*** Task data ***

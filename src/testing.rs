//! Testing utilities for provider implementations.
//!
//! [`MockTransport`] is a scripted, in-memory [`Transport`]: tests stub
//! the vendor responses route by route and assert on the recorded
//! calls. [`ProviderTester`] wraps a provider wired to such a transport
//! and exposes the host-side operations plus lifecycle helpers.
//!
//! # Example
//!
//! ```ignore
//! use serde_json::json;
//!
//! #[tokio::test]
//! async fn test_create_record() {
//!     let tester = ProviderTester::new();
//!     tester.transport().stub(
//!         Method::Post,
//!         "/domain/zone/example.com/record",
//!         json!({"id": 1, "fieldType": "A", "subDomain": "www", "target": "1.2.3.4", "ttl": 3600}),
//!     );
//!     // ...
//!     let state = tester
//!         .create("ovh_domain_record", json!({"domain": "example.com", /* ... */}))
//!         .await
//!         .unwrap();
//!     assert_eq!(state["id"], "1");
//! }
//! ```

use std::collections::{HashMap, VecDeque};
use std::sync::{Arc, Mutex, MutexGuard};

use async_trait::async_trait;
use serde_json::Value;

use crate::client::{Method, OvhClient, Transport};
use crate::config::Connection;
use crate::error::{ApiError, ProviderError};
use crate::provider::{OvhProvider, ProviderService};
use crate::types::{ImportedResource, PlanResult};

type Outcome = Result<Value, (u16, String)>;

/// One call recorded by a [`MockTransport`].
#[derive(Debug, Clone)]
pub struct RecordedCall {
    /// HTTP method of the call.
    pub method: Method,
    /// Path including any query string.
    pub path: String,
    /// JSON body, when one was sent.
    pub body: Option<Value>,
}

/// Scripted in-memory transport.
///
/// Responses are stubbed per (method, path) route. A route replays its
/// stubbed outcomes in order and keeps repeating the last one, so a
/// single [`stub`](Self::stub) acts as a static route while
/// [`enqueue`](Self::enqueue) sequences build poll scripts
/// (`BUILDING`, `BUILDING`, `ACTIVE`). A call to a route with no stub
/// panics: tests must declare the traffic they expect.
#[derive(Default)]
pub struct MockTransport {
    routes: Mutex<HashMap<(Method, String), VecDeque<Outcome>>>,
    calls: Mutex<Vec<RecordedCall>>,
}

impl MockTransport {
    /// A transport with no routes stubbed.
    pub fn new() -> Self {
        Self::default()
    }

    /// Stub a route with a static JSON response.
    pub fn stub(&self, method: Method, path: &str, response: Value) {
        self.enqueue(method, path, Ok(response));
    }

    /// Stub a route with a vendor error.
    pub fn stub_error(&self, method: Method, path: &str, status: u16, message: &str) {
        self.enqueue(method, path, Err((status, message.to_string())));
    }

    /// Append an outcome to a route's script.
    pub fn enqueue(&self, method: Method, path: &str, outcome: Outcome) {
        self.routes
            .lock()
            .unwrap_or_else(|poisoned| poisoned.into_inner())
            .entry((method, path.to_string()))
            .or_default()
            .push_back(outcome);
    }

    /// Every call issued so far, in order.
    pub fn calls(&self) -> Vec<RecordedCall> {
        self.calls
            .lock()
            .unwrap_or_else(|poisoned| poisoned.into_inner())
            .clone()
    }

    /// How many calls hit the given route.
    pub fn count(&self, method: Method, path: &str) -> usize {
        self.calls()
            .iter()
            .filter(|c| c.method == method && c.path == path)
            .count()
    }
}

#[async_trait]
impl Transport for MockTransport {
    async fn send(
        &self,
        method: Method,
        path: &str,
        body: Option<&Value>,
    ) -> Result<Value, ApiError> {
        self.calls
            .lock()
            .unwrap_or_else(|poisoned| poisoned.into_inner())
            .push(RecordedCall {
                method,
                path: path.to_string(),
                body: body.cloned(),
            });

        let mut routes = self
            .routes
            .lock()
            .unwrap_or_else(|poisoned| poisoned.into_inner());
        let queue = routes
            .get_mut(&(method, path.to_string()))
            .unwrap_or_else(|| panic!("unexpected call: {method} {path}"));

        let outcome = if queue.len() > 1 {
            queue.pop_front()
        } else {
            queue.front().cloned()
        };

        match outcome {
            Some(Ok(value)) => Ok(value),
            Some(Err((status, message))) => Err(ApiError::Api {
                method: method.to_string(),
                path: path.to_string(),
                status,
                message,
            }),
            None => panic!("unexpected call: {method} {path}"),
        }
    }
}

/// Serializes tests that mutate process environment variables.
pub fn env_lock() -> MutexGuard<'static, ()> {
    static LOCK: Mutex<()> = Mutex::new(());
    LOCK.lock().unwrap_or_else(|poisoned| poisoned.into_inner())
}

/// A test harness wiring [`OvhProvider`] to a [`MockTransport`].
pub struct ProviderTester {
    provider: OvhProvider,
    transport: Arc<MockTransport>,
}

impl ProviderTester {
    /// A pre-configured provider over a fresh mock transport.
    pub fn new() -> Self {
        let transport = Arc::new(MockTransport::new());
        let client = OvhClient::new(transport.clone());
        let provider = OvhProvider::with_connection(Connection::new(client));
        Self {
            provider,
            transport,
        }
    }

    /// The transport, for stubbing routes and asserting on calls.
    pub fn transport(&self) -> &MockTransport {
        &self.transport
    }

    /// The provider under test.
    pub fn provider(&self) -> &OvhProvider {
        &self.provider
    }

    /// The registered resource type names.
    pub fn resource_types(&self) -> Vec<String> {
        self.provider.resource_types()
    }

    /// Plan a resource creation (no prior state).
    pub async fn plan_create(
        &self,
        resource_type: &str,
        proposed_state: Value,
    ) -> Result<PlanResult, ProviderError> {
        self.provider.plan(resource_type, None, proposed_state).await
    }

    /// Plan a resource update.
    pub async fn plan_update(
        &self,
        resource_type: &str,
        prior_state: Value,
        proposed_state: Value,
    ) -> Result<PlanResult, ProviderError> {
        self.provider
            .plan(resource_type, Some(prior_state), proposed_state)
            .await
    }

    /// Create a new resource.
    pub async fn create(
        &self,
        resource_type: &str,
        planned_state: Value,
    ) -> Result<Value, ProviderError> {
        self.provider.create(resource_type, planned_state).await
    }

    /// Read the current state of a resource.
    pub async fn read(
        &self,
        resource_type: &str,
        current_state: Value,
    ) -> Result<Value, ProviderError> {
        self.provider.read(resource_type, current_state).await
    }

    /// Update an existing resource.
    pub async fn update(
        &self,
        resource_type: &str,
        prior_state: Value,
        planned_state: Value,
    ) -> Result<Value, ProviderError> {
        self.provider
            .update(resource_type, prior_state, planned_state)
            .await
    }

    /// Delete a resource.
    pub async fn delete(
        &self,
        resource_type: &str,
        current_state: Value,
    ) -> Result<(), ProviderError> {
        self.provider.delete(resource_type, current_state).await
    }

    /// Whether the resource still exists vendor-side.
    pub async fn exists(
        &self,
        resource_type: &str,
        current_state: Value,
    ) -> Result<bool, ProviderError> {
        self.provider.exists(resource_type, current_state).await
    }

    /// Import existing infrastructure into management.
    pub async fn import(
        &self,
        resource_type: &str,
        id: &str,
    ) -> Result<Vec<ImportedResource>, ProviderError> {
        self.provider.import_resource(resource_type, id).await
    }

    /// Run a full create lifecycle: plan, create, read back.
    pub async fn lifecycle_create(
        &self,
        resource_type: &str,
        config: Value,
    ) -> Result<Value, ProviderError> {
        let plan = self.plan_create(resource_type, config).await?;
        let created = self.create(resource_type, plan.planned_state).await?;
        self.read(resource_type, created).await
    }
}

impl Default for ProviderTester {
    fn default() -> Self {
        Self::new()
    }
}

// =========================================================================
// Assertion Helpers
// =========================================================================

/// Assert that a plan creates without requiring replacement.
///
/// # Panics
///
/// Panics if the plan has no changes or requires replacement.
pub fn assert_plan_creates(plan: &PlanResult) {
    assert!(
        !plan.changes.is_empty(),
        "Expected plan to have changes for create, but got no changes"
    );
    assert!(
        !plan.requires_replace,
        "Expected plan to create, not replace"
    );
}

/// Assert that a plan has no changes.
///
/// # Panics
///
/// Panics if the plan has any changes.
pub fn assert_plan_no_changes(plan: &PlanResult) {
    assert!(
        plan.changes.is_empty(),
        "Expected no changes, but got {} change(s): {:?}",
        plan.changes.len(),
        plan.changes.iter().map(|c| &c.path).collect::<Vec<_>>()
    );
}

/// Assert that a plan requires resource replacement.
///
/// # Panics
///
/// Panics if the plan does not require replacement.
pub fn assert_plan_replaces(plan: &PlanResult) {
    assert!(
        plan.requires_replace,
        "Expected plan to require replacement, but it does not"
    );
}

/// Assert that a plan has a change for a specific attribute path.
///
/// # Panics
///
/// Panics if the plan does not change the given attribute.
pub fn assert_plan_changes_attribute(plan: &PlanResult, path: &str) {
    assert!(
        plan.changes.iter().any(|c| c.path == path),
        "Expected plan to change attribute '{}'. Changed attributes: {:?}",
        path,
        plan.changes.iter().map(|c| &c.path).collect::<Vec<_>>()
    );
}
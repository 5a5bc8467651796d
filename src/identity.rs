//! Federated identity client.
//!
//! OVH public cloud projects are OpenStack tenants; region-scoped service
//! access goes through the identity endpoint (Keystone v2): username,
//! password and tenant name are exchanged for a token and a service
//! catalog, from which region-scoped endpoints are selected.

use std::fmt;

use serde::Deserialize;
use serde_json::json;
use tracing::debug;

use crate::error::ProviderError;

/// Which of a catalog endpoint's URLs to use.
#[derive(Debug, Clone, Copy, PartialEq, Eq, Default)]
pub enum Availability {
    /// The public endpoint URL (the default).
    #[default]
    Public,
    /// The internal endpoint URL.
    Internal,
    /// The administrative endpoint URL.
    Admin,
}

impl Availability {
    /// Parse the provider's endpoint-type setting.
    ///
    /// Both the bare and the URL-suffixed spellings are accepted; the
    /// empty string selects the public endpoint. Anything else is a
    /// configuration error.
    pub fn parse(value: &str) -> Result<Self, ProviderError> {
        match value {
            "" | "public" | "publicURL" => Ok(Self::Public),
            "internal" | "internalURL" => Ok(Self::Internal),
            "admin" | "adminURL" => Ok(Self::Admin),
            other => Err(ProviderError::Configuration(format!(
                "invalid openstack endpoint type {other:?}"
            ))),
        }
    }
}

/// Credentials for the identity endpoint.
#[derive(Clone, Default)]
pub struct AuthOptions {
    /// Base URL of the identity service.
    pub identity_endpoint: String,
    /// User name.
    pub username: String,
    /// Password.
    pub password: String,
    /// Tenant the session is scoped to.
    pub tenant_name: String,
}

impl fmt::Debug for AuthOptions {
    fn fmt(&self, f: &mut fmt::Formatter<'_>) -> fmt::Result {
        f.debug_struct("AuthOptions")
            .field("identity_endpoint", &self.identity_endpoint)
            .field("username", &self.username)
            .field("password", &"<redacted>")
            .field("tenant_name", &self.tenant_name)
            .finish()
    }
}

/// One endpoint of a service-catalog entry.
#[derive(Debug, Clone, Deserialize)]
pub struct ServiceEndpoint {
    /// Region the endpoint serves.
    #[serde(default)]
    pub region: String,
    /// Public URL.
    #[serde(rename = "publicURL", default)]
    pub public_url: String,
    /// Internal URL, when exposed.
    #[serde(rename = "internalURL", default)]
    pub internal_url: String,
    /// Administrative URL, when exposed.
    #[serde(rename = "adminURL", default)]
    pub admin_url: String,
}

/// One service of the catalog returned at authentication.
#[derive(Debug, Clone, Deserialize)]
pub struct CatalogEntry {
    /// Service type, e.g. `network` or `compute`.
    #[serde(rename = "type")]
    pub service_type: String,
    /// Vendor-assigned service name.
    #[serde(default)]
    pub name: String,
    /// The service's endpoints, one per region.
    #[serde(default)]
    pub endpoints: Vec<ServiceEndpoint>,
}

/// An authenticated identity session.
#[derive(Debug, Clone)]
pub struct Session {
    /// The scoped token.
    pub token: String,
    /// The service catalog the token grants access to.
    pub catalog: Vec<CatalogEntry>,
}

impl Session {
    /// Resolve the URL of a service in a region, honoring the requested
    /// availability.
    pub fn service_endpoint(
        &self,
        service_type: &str,
        region: &str,
        availability: Availability,
    ) -> Result<String, ProviderError> {
        for entry in self.catalog.iter().filter(|e| e.service_type == service_type) {
            for endpoint in endpoint_candidates(entry, region) {
                let url = match availability {
                    Availability::Public => &endpoint.public_url,
                    Availability::Internal => &endpoint.internal_url,
                    Availability::Admin => &endpoint.admin_url,
                };
                if !url.is_empty() {
                    return Ok(url.clone());
                }
            }
        }
        Err(ProviderError::Configuration(format!(
            "no {service_type} endpoint available in region {region:?}"
        )))
    }
}

fn endpoint_candidates<'a>(
    entry: &'a CatalogEntry,
    region: &'a str,
) -> impl Iterator<Item = &'a ServiceEndpoint> {
    entry
        .endpoints
        .iter()
        .filter(move |e| region.is_empty() || e.region == region)
}

/// Exchange credentials for a scoped session.
///
/// Any failure here — unreachable endpoint, rejected credentials,
/// unexpected response shape — is a configuration error: the provider
/// cannot operate without a session when one was asked for.
pub async fn authenticate(
    http: &reqwest::Client,
    opts: &AuthOptions,
) -> Result<Session, ProviderError> {
    #[derive(Deserialize)]
    struct TokenResponse {
        access: Access,
    }
    #[derive(Deserialize)]
    struct Access {
        token: Token,
        #[serde(rename = "serviceCatalog", default)]
        service_catalog: Vec<CatalogEntry>,
    }
    #[derive(Deserialize)]
    struct Token {
        id: String,
    }

    let url = format!("{}/tokens", opts.identity_endpoint.trim_end_matches('/'));
    let body = json!({
        "auth": {
            "passwordCredentials": {
                "username": opts.username,
                "password": opts.password,
            },
            "tenantName": opts.tenant_name,
        }
    });

    debug!(endpoint = %opts.identity_endpoint, username = %opts.username, "authenticating identity session");

    let response = http
        .post(&url)
        .json(&body)
        .send()
        .await
        .map_err(|e| ProviderError::Configuration(format!("identity authentication failed: {e}")))?;

    let status = response.status();
    if !status.is_success() {
        return Err(ProviderError::Configuration(format!(
            "identity authentication failed: {status}"
        )));
    }

    let parsed: TokenResponse = response.json().await.map_err(|e| {
        ProviderError::Configuration(format!("unexpected identity response: {e}"))
    })?;

    Ok(Session {
        token: parsed.access.token.id,
        catalog: parsed.access.service_catalog,
    })
}
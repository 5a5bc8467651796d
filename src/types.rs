//! Convenience types shared across provider operations.

use serde::{Deserialize, Serialize};

/// A change to a single attribute during a plan.
#[derive(Debug, Clone, PartialEq, Eq, Serialize, Deserialize)]
pub struct AttributeChange {
    /// The path to the attribute that changed.
    pub path: String,
    /// The value before the change (None if creating).
    pub before: Option<serde_json::Value>,
    /// The value after the change (None if deleting).
    pub after: Option<serde_json::Value>,
}

impl AttributeChange {
    /// Create a new attribute change.
    pub fn new(
        path: impl Into<String>,
        before: Option<serde_json::Value>,
        after: Option<serde_json::Value>,
    ) -> Self {
        Self {
            path: path.into(),
            before,
            after,
        }
    }

    /// Create a change for a new attribute.
    pub fn added(path: impl Into<String>, value: serde_json::Value) -> Self {
        Self::new(path, None, Some(value))
    }

    /// Create a change for a removed attribute.
    pub fn removed(path: impl Into<String>, value: serde_json::Value) -> Self {
        Self::new(path, Some(value), None)
    }

    /// Create a change for a modified attribute.
    pub fn modified(
        path: impl Into<String>,
        before: serde_json::Value,
        after: serde_json::Value,
    ) -> Self {
        Self::new(path, Some(before), Some(after))
    }
}

/// The result of a plan operation.
#[derive(Debug, Clone, PartialEq, Serialize, Deserialize)]
pub struct PlanResult {
    /// The planned state after the operation.
    pub planned_state: serde_json::Value,
    /// The list of attribute changes.
    pub changes: Vec<AttributeChange>,
    /// Whether the resource requires replacement.
    pub requires_replace: bool,
}

impl PlanResult {
    /// Create a plan result with no changes.
    pub fn no_change(state: serde_json::Value) -> Self {
        Self {
            planned_state: state,
            changes: Vec::new(),
            requires_replace: false,
        }
    }

    /// Create a plan result with changes.
    pub fn with_changes(
        planned_state: serde_json::Value,
        changes: Vec<AttributeChange>,
        requires_replace: bool,
    ) -> Self {
        Self {
            planned_state,
            changes,
            requires_replace,
        }
    }
}

/// A resource state recovered by an import operation.
#[derive(Debug, Clone, PartialEq, Serialize, Deserialize)]
pub struct ImportedResource {
    /// The resource type.
    pub resource_type: String,
    /// The imported state.
    pub state: serde_json::Value,
}

impl ImportedResource {
    /// Create a new imported resource.
    pub fn new(resource_type: impl Into<String>, state: serde_json::Value) -> Self {
        Self {
            resource_type: resource_type.into(),
            state,
        }
    }
}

*** End of Task data ***

- Work to be completed -
Where the line with "such a transport" ends, your copy should end too; please return exactly the lines from the first line of the data through it.

- Exercise solution -
filename src/testing.rs
//! Testing utilities for provider implementations.
//!
//! [`MockTransport`] is a scripted, in-memory [`Transport`]: tests stub
//! the vendor responses route by route and assert on the recorded
//! calls. [`ProviderTester`] wraps a provider wired to such a transport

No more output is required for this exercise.